Alpha and beta diversity

qiime diversity core-metrics-phylogenetic --i-table table-dada2.qza --i-phylogeny rooted-tree.qza --p-sampling-depth 19 --m-metadata-file metadata.txt --output-dir core-diversity-phylogenetic_samplingdepth19

qiime emperor plot --i-pcoa bray_curtis_pcoa_results.qza --m-metadata-file /space31/PGE/gamlopez/INCAN/Q2_results/metadata.txt --o-visualization pcoa-visualization.qzv

Note: using this protocol we lost 90% of the reads in each sample after used dada2 (see dada2 report files).
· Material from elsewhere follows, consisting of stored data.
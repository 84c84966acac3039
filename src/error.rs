use std::error::Error;

// Error type enum
#[derive(Clone, Debug, PartialEq, Eq)]
pub enum ErrorKind {
    /// Width mismatch, overlapping or duplicate binding, fan-in violation.
    Configuration,
    /// Unknown part type or undeclared pin.
    UnresolvedReference,
    /// A loop through combinational parts only.
    CyclicCombinational,
    IOError,
    Other,
}

impl ErrorKind {
    fn banner(&self) -> &'static str {
        match self {
            ErrorKind::Configuration => "CONFIGURATION ERROR",
            ErrorKind::UnresolvedReference => "UNRESOLVED REFERENCE",
            ErrorKind::CyclicCombinational => "COMBINATIONAL CYCLE",
            ErrorKind::IOError => "IO ERROR",
            ErrorKind::Other => "ERROR",
        }
    }
}

/// SimError should be used when generating an error that has no other
/// source error object. This is the start of the error propagation chain.
#[derive(Clone, PartialEq, Eq)]
pub struct SimError {
    pub msg: String,
    pub kind: ErrorKind,
}

impl SimError {
    pub fn configuration(msg: impl Into<String>) -> SimError {
        SimError {
            msg: msg.into(),
            kind: ErrorKind::Configuration,
        }
    }

    pub fn unresolved(msg: impl Into<String>) -> SimError {
        SimError {
            msg: msg.into(),
            kind: ErrorKind::UnresolvedReference,
        }
    }

    pub fn cyclic(msg: impl Into<String>) -> SimError {
        SimError {
            msg: msg.into(),
            kind: ErrorKind::CyclicCombinational,
        }
    }
}

/// Transformed errors should be used when the source of the error is
/// another error. This is propagating an error with a new message.
pub struct TransformedError {
    pub msg: String,
    pub kind: ErrorKind,
    pub source: Option<Box<dyn Error + 'static>>,
}

impl std::fmt::Debug for SimError {
    fn fmt(&self, f: &mut std::fmt::Formatter<'_>) -> std::fmt::Result {
        write!(f, "{}", self)
    }
}

impl std::fmt::Debug for TransformedError {
    fn fmt(&self, f: &mut std::fmt::Formatter<'_>) -> std::fmt::Result {
        write!(f, "{}", self)
    }
}

/// This relies on the SimError display implementation. It will print
/// the entire error chain.
impl std::fmt::Display for TransformedError {
    fn fmt(&self, f: &mut std::fmt::Formatter<'_>) -> std::fmt::Result {
        write!(f, "{}", SimError::from(self))?;
        match &self.source {
            Some(error_source) => writeln!(f, "{}", error_source),
            None => Ok(()),
        }
    }
}

/// Strips the source from a transformed error. This is used to
/// display a TransformedError.
impl From<&TransformedError> for SimError {
    fn from(e: &TransformedError) -> Self {
        SimError {
            msg: e.msg.clone(),
            kind: e.kind.clone(),
        }
    }
}

impl std::fmt::Display for SimError {
    fn fmt(&self, f: &mut std::fmt::Formatter<'_>) -> std::fmt::Result {
        match &self.kind {
            ErrorKind::Other => writeln!(f, "{}", self.msg),
            kind => {
                writeln!(f, "-- {} -----------", kind.banner())?;
                writeln!(f, "{}", self.msg)
            }
        }
    }
}

impl From<String> for SimError {
    fn from(e: String) -> Self {
        SimError {
            msg: e,
            kind: ErrorKind::Other,
        }
    }
}

impl Error for SimError {
    fn source(&self) -> Option<&(dyn Error + 'static)> {
        None
    }
}

impl Error for TransformedError {
    fn source(&self) -> Option<&(dyn Error + 'static)> {
        match &self.source {
            None => None,
            // We store the source as an Box to a trait object.
            // Dereference once to get the Box behind the self reference,
            // and dereference the second time to get the inner trait object.
            Some(e) => Some(&**e),
        }
    }
}

#[cfg(test)]
mod test {
    use super::*;

    #[test]
    fn test_display_banner() {
        let e = SimError::cyclic("Combinational cycle through Not#0 -> Not#1.");
        let s = e.to_string();
        assert!(s.starts_with("-- COMBINATIONAL CYCLE"));
        assert!(s.contains("Not#0 -> Not#1"));
    }

    #[test]
    fn test_transformed_error_chain() {
        let io = std::io::Error::new(std::io::ErrorKind::NotFound, "missing.json");
        let e = TransformedError {
            msg: String::from("Unable to read test script."),
            kind: ErrorKind::IOError,
            source: Some(Box::new(io)),
        };
        let s = e.to_string();
        assert!(s.contains("Unable to read test script."));
        assert!(s.contains("missing.json"));
        assert!(e.source().is_some());
    }
}
use bitvec::prelude::*;
use serde::ser::{Serialize, Serializer};
use std::cmp::Ordering;
use std::collections::BTreeMap;
use std::fmt::Write;

/// Bus values. Bit `i` holds the `2^i` place.
pub type Bits = BitVec<u64, Lsb0>;

/// Builds a bus of `width` bits holding the low bits of `value`.
pub fn word_bits(value: u64, width: usize) -> Bits {
    let mut bits = Bits::repeat(false, width);
    let w = width.min(64);
    if w > 0 {
        bits[..w].store_le::<u64>(value);
    }
    bits
}

/// Renders a bus most significant bit first, the way test vectors are written.
pub fn bit_string(bits: &BitSlice<u64, Lsb0>) -> String {
    bits.iter()
        .rev()
        .map(|b| if *b { '1' } else { '0' })
        .collect()
}

impl<const N: usize> From<[(&str, bool); N]> for BusMap {
    fn from(values: [(&str, bool); N]) -> Self {
        let mut r = BusMap::new();
        for (name, val) in values {
            r.insert(name, word_bits(val as u64, 1));
        }
        r
    }
}

impl<const N: usize> From<[(&str, Bits); N]> for BusMap {
    fn from(values: [(&str, Bits); N]) -> Self {
        let mut r = BusMap::new();
        for (name, val) in values {
            r.insert(name, val);
        }
        r
    }
}

/// `a <= b` holds when every bus in `a` has the same value in `b`.
/// Used to compare expected outputs against a full output vector.
impl PartialOrd for BusMap {
    fn partial_cmp(&self, other: &Self) -> Option<Ordering> {
        let mut less = true;
        let mut greater = true;

        for k in other.buses.keys() {
            if self.buses.get(k) != other.buses.get(k) {
                greater = false;
            }
        }

        for k in self.buses.keys() {
            if self.buses.get(k) != other.buses.get(k) {
                less = false;
            }
        }

        if less && greater {
            Some(Ordering::Equal)
        } else if less {
            Some(Ordering::Less)
        } else if greater {
            Some(Ordering::Greater)
        } else {
            None
        }
    }
}

impl std::fmt::Debug for BusMap {
    fn fmt(&self, f: &mut std::fmt::Formatter<'_>) -> std::fmt::Result {
        let formatted: Vec<(&String, String)> = self
            .buses
            .iter()
            .map(|(key, val)| (key, bit_string(val)))
            .collect();
        write!(f, "{:?}", formatted)
    }
}

impl std::fmt::Display for BusMap {
    fn fmt(&self, f: &mut std::fmt::Formatter<'_>) -> std::fmt::Result {
        let mut s = String::new();
        for (name, val) in &self.buses {
            writeln!(&mut s, "{}: {}", name, bit_string(val))?;
        }

        write!(f, "{}", s)
    }
}

impl Serialize for BusMap {
    fn serialize<S>(&self, serializer: S) -> Result<S::Ok, S::Error>
    where
        S: Serializer,
    {
        serializer.collect_map(
            self.buses
                .iter()
                .map(|(name, val)| (name, bit_string(val))),
        )
    }
}

/// Named bus values: an input vector handed to an instance, or the output
/// vector it produces.
#[derive(Clone, Default, Hash, Eq, PartialEq)]
pub struct BusMap {
    buses: BTreeMap<String, Bits>,
}

impl BusMap {
    pub fn new() -> BusMap {
        BusMap {
            buses: BTreeMap::new(),
        }
    }

    /// Inserts or replaces a bus.
    pub fn insert(&mut self, name: &str, bits: Bits) {
        self.buses.insert(name.to_string(), bits);
    }

    pub fn insert_word(&mut self, name: &str, width: usize, value: u64) {
        self.insert(name, word_bits(value, width));
    }

    pub fn with(mut self, name: &str, width: usize, value: u64) -> BusMap {
        self.insert_word(name, width, value);
        self
    }

    pub fn get(&self, name: &str) -> Option<&BitSlice<u64, Lsb0>> {
        self.buses.get(name).map(|b| b.as_bitslice())
    }

    /// Returns the bus as an unsigned number. Buses wider than 64 bits
    /// have no word value.
    pub fn get_word(&self, name: &str) -> Option<u64> {
        let bits = self.buses.get(name)?;
        if bits.len() > 64 {
            return None;
        }
        if bits.is_empty() {
            return Some(0);
        }
        Some(bits.load_le::<u64>())
    }

    pub fn get_width(&self, name: &str) -> Option<usize> {
        self.buses.get(name).map(|x| x.len())
    }

    pub fn iter(&self) -> impl Iterator<Item = (&String, &Bits)> {
        self.buses.iter()
    }
}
Therefore, we performed the quality filter and merges using Trim_galore, FASTX-Toolkit and PEAR

TrimGalore: https://www.bioinformatics.babraham.ac.uk/projects/trim_galore/

FASTX-Toolkit: http://hannonlab.cshl.edu/fastx_toolkit/

PEAR: https://cme.h-its.org/exelixis/web/software/pear/

QIMME2 usnig Single End Mode

To import the data

nohup qiime tools import --type 'SampleData[SequencesWithQuality]' --input-path manifest-SE.csv --output-path single-end-sequence.qza --source-format SingleEndFastqManifestPhred33 &

The manifest format looks like:

sample-id,absolute-filepath,direction
sample-1,$PWD/some/filepath/sample1_R1.fastq,forward

Here we have to denoise the amplicons using dada2:

nohup  qiime dada2 denoise-single --i-demultiplexed-seqs single-end-sequence.qza --o-table table-dada2 --o-representative-sequences rep-seqs-dada2 --o-denoising-stats  stats-dada2.qza   --p-n-threads 20 --p-trunc-len 240

Check the dada2 table reports files:

nohup qiime metadata tabulate --m-input-file stats-dada2.qza --o-visualization stats-dada2.qzv &

nohup qiime feature-table summarize --i-table table-dada2.qza --o-visualization table-dada2.qzv --m-sample-metadata-file mapping.txt &

Build the phylogenetic tree

nohup qiime alignment mafft --i-sequences rep-seqs-dada2.qza --o-alignment aligned-rep-seqs.qza &

nohup qiime alignment mask --i-alignment aligned-rep-seqs.qza --o-masked-alignment masked-aligned-rep-seqs.qza &

nohup qiime phylogeny fasttree --i-alignment masked-aligned-rep-seqs.qza --o-tree unrooted-tree.qza &
 
nohup qiime phylogeny midpoint-root --i-tree unrooted-tree.qza --o-rooted-tree rooted-tree.qza &

The outfiles can loaded in iTol to vizualise the tree/trees (https://itol.embl.de/upload.cgi)

Taxonomic analysis

qiime feature-classifier fit-classifier-naive-bayes --i-reference-reads ref-seqs.qza --i-reference-taxonomy ref-taxonomy.qza  --o-classifier classifier.qza

qiime feature-classifier classify-sklearn --i-classifier classifier.qza --i-reads rep-seqs-dada2.qza --o-classification taxonomy.qza

qiime metadata tabulate --m-input-file taxonomy.qza --o-visualization taxonomy.qzv

qiime taxa barplot --i-table table-dada2.qza --i-taxonomy taxonomy.qza --m-metadata-file mapping.txt  --o-visualization taxa-bar-plots.qzv

Alpha and beta diversity

nohup  qiime diversity core-metrics-phylogenetic --i-table table-dada2.qza --i-phylogeny rooted-tree.qza --p-sampling-depth 100000 --m-metadata-file mapping.txt --output-dir core-diversity-phylogenetic_samplingdepth100mil &

cd core-diversity-phylogenetic_samplingdepth100mil

qiime emperor plot --i-pcoa bray_curtis_pcoa_results.qza --m-metadata-file /space31/PGE/gamlopez/INCAN/Q2_results-SE/mapping.txt --o-visualization pcoa-visualization.qzv

Alpha rarefaction

qiime diversity alpha-rarefaction --i-table table-dada2.qza --i-phylogeny rooted-tree.qza --p-max-depth 83732 --m-metadata-file mapping.txt  --o-visualization alpha-rarefaction.qzv &

Note: the value 83732 correspond to the 75% of the reads from the sample with lower reads (after denoised the samples). This was used to include all samples in the test.